All right, to sleep and tomorrow I follow the Indus northwest from this pretty, landlocked little lake. And yet, it’s not isolated, blocked, irrelevant. It's like a library: Books come in, books go out, and each book is a world. So it is with the pretty lake: springs from beneath the ground flow into it, steams flow out. They say there is an underground channel between Lake Manosarowar and the actual mouth of the Indus, some thirty miles away.

So maybe it is the source of the great Indus.

Tonight I shall try to dream of that and by morning, perhaps life will also look open-ended instead of landlocked.

I'll write some more on this paper since I see I have left some space, and then I'll mail it off to you and hope you get it someday.

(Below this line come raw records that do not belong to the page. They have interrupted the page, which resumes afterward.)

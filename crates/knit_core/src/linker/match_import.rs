use knit_ast::{Atom, ImportRecordIdx};
use knit_common::{ModuleIdx, SymbolRef};
use knit_error::UndefinedImportReason;

use crate::{
  classifier::ExportsKind,
  normal_module::{Imported, NamedImport},
  Graph, NormOrExt,
};

#[derive(Debug, Clone, PartialEq)]
pub(crate) enum MatchImportKind {
  /// Bound to a declaration or to a namespace object.
  Found(SymbolRef),
  /// The importee is CommonJS. `name` is `None` for `import * as ns`.
  Cjs {
    importer: ModuleIdx,
    record: ImportRecordIdx,
    name: Option<Atom>,
    /// The importee's exports are statically known and don't include `name`.
    known_missing: bool,
  },
  /// Read from the namespace object of an ES module that star-exports CommonJS or external
  /// modules.
  DynamicFallback { namespace: SymbolRef, name: Atom },
  External { module: ModuleIdx, imported: Imported },
  NoMatch { importee: ModuleIdx },
  ProbablyUndefined {
    importee: ModuleIdx,
    reason: UndefinedImportReason,
  },
  Ambiguous(Vec<SymbolRef>),
  Cycle,
  /// The import record didn't resolve. The loader already reported it.
  Unresolved,
}

impl Graph {
  fn named_import(&self, tracker: SymbolRef) -> Option<&NamedImport> {
    self.normal(tracker.owner)?.named_imports.get(&tracker.symbol)
  }

  /// Follows re-export hops from the import `start` until it reaches a declaration or a dead end.
  /// Returns the last import on the way together with the outcome.
  pub(crate) fn match_import(
    &self,
    start: SymbolRef,
    check_ambiguity: bool,
  ) -> (SymbolRef, MatchImportKind) {
    let mut seen = vec![];
    let mut tracker = start;
    loop {
      if seen.contains(&tracker) {
        return (tracker, MatchImportKind::Cycle);
      }
      seen.push(tracker);

      let Some(import) = self.named_import(tracker) else {
        return (tracker, MatchImportKind::Found(tracker));
      };
      let Some(importer) = self.normal(tracker.owner) else {
        return (tracker, MatchImportKind::Unresolved);
      };
      let Some(target_idx) = importer.importee_of(import.record) else {
        return (tracker, MatchImportKind::Unresolved);
      };
      let target = match &self.modules[target_idx] {
        NormOrExt::External(_) => {
          return (
            tracker,
            MatchImportKind::External {
              module: target_idx,
              imported: import.imported.clone(),
            },
          )
        }
        NormOrExt::Normal(target) => target,
      };

      if target.exports_kind == ExportsKind::Cjs {
        let name = match &import.imported {
          Imported::Star => None,
          Imported::Name(name) => Some(name.clone()),
        };
        let known_missing = match (&name, &target.cjs_static_exports) {
          (Some(name), Some(exports)) => name != "default" && !exports.contains(name),
          _ => false,
        };
        return (
          tracker,
          MatchImportKind::Cjs {
            importer: tracker.owner,
            record: import.record,
            name,
            known_missing,
          },
        );
      }

      let name = match &import.imported {
        Imported::Star => {
          return (
            tracker,
            MatchImportKind::Found(target.symbol_ref(target.namespace_symbol)),
          )
        }
        Imported::Name(name) => name,
      };

      let Some(export) = target.resolved_exports.get(name) else {
        let kind = match target.exports_kind {
          ExportsKind::EsmWithDynamicFallback => MatchImportKind::DynamicFallback {
            namespace: target.symbol_ref(target.namespace_symbol),
            name: name.clone(),
          },
          ExportsKind::None => MatchImportKind::ProbablyUndefined {
            importee: target_idx,
            reason: UndefinedImportReason::NoExports,
          },
          ExportsKind::Esm | ExportsKind::Cjs => MatchImportKind::NoMatch {
            importee: target_idx,
          },
        };
        return (tracker, kind);
      };

      if check_ambiguity && !export.potentially_ambiguous.is_empty() {
        let origins = std::iter::once(export.symbol)
          .chain(export.potentially_ambiguous.iter().copied())
          .collect();
        return (tracker, MatchImportKind::Ambiguous(origins));
      }

      if self.named_import(export.symbol).is_some() {
        // `export { a } from './b'` or an import that is exported again
        tracker = export.symbol;
        continue;
      }
      return (tracker, MatchImportKind::Found(export.symbol));
    }
  }

  /// The declaration `symbol` stands for, ignoring ambiguity. Symbols that are not imports, and
  /// imports that don't resolve to a declaration, stand for themselves.
  pub(super) fn final_symbol_of(&self, symbol: SymbolRef) -> SymbolRef {
    if self.named_import(symbol).is_none() {
      return symbol;
    }
    match self.match_import(symbol, false) {
      (_, MatchImportKind::Found(found)) => found,
      _ => symbol,
    }
  }
}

I did dream, but not of anything I wanted to send to Ivan. I dreamed of Verischensko talking to someone, a young man who was out of sight, from a dark hallway, maybe a mirror in the shadows and the words he said were stirring:

They were silent for some moments, and then Verisschenzko went on:

"When the state of being in love is waning, affection often remains, but then one is at the mercy of a new emotion. I'd be nervous if a woman who had loved me subsided into feeling affection!"

"Then define loving?"

"Loving throbs with delight in the flesh; it thrills the spirit with reverence. It glorifies into beauty commonplace things. It draws nearer in sickness and sorrow, and is not the sport of change. When a woman loves truly she has the passion of the mistress, the selfless tenderness of the mother, the dignity and devotion of the wife. She is all fire and snow, all will and frankness, all passion and reserve, she is authoritative and obedient--queen and child."

"And a man?"

"He ceases to be a brute and becomes a god."

After that, I fell into a deep sleep, but the words are still with me.

I sealed and addressed the envelope and gave it to the first messenger who passed by us on the way into the center of Tibet and the postal services. And I wondered what the devil I had gotten myself into.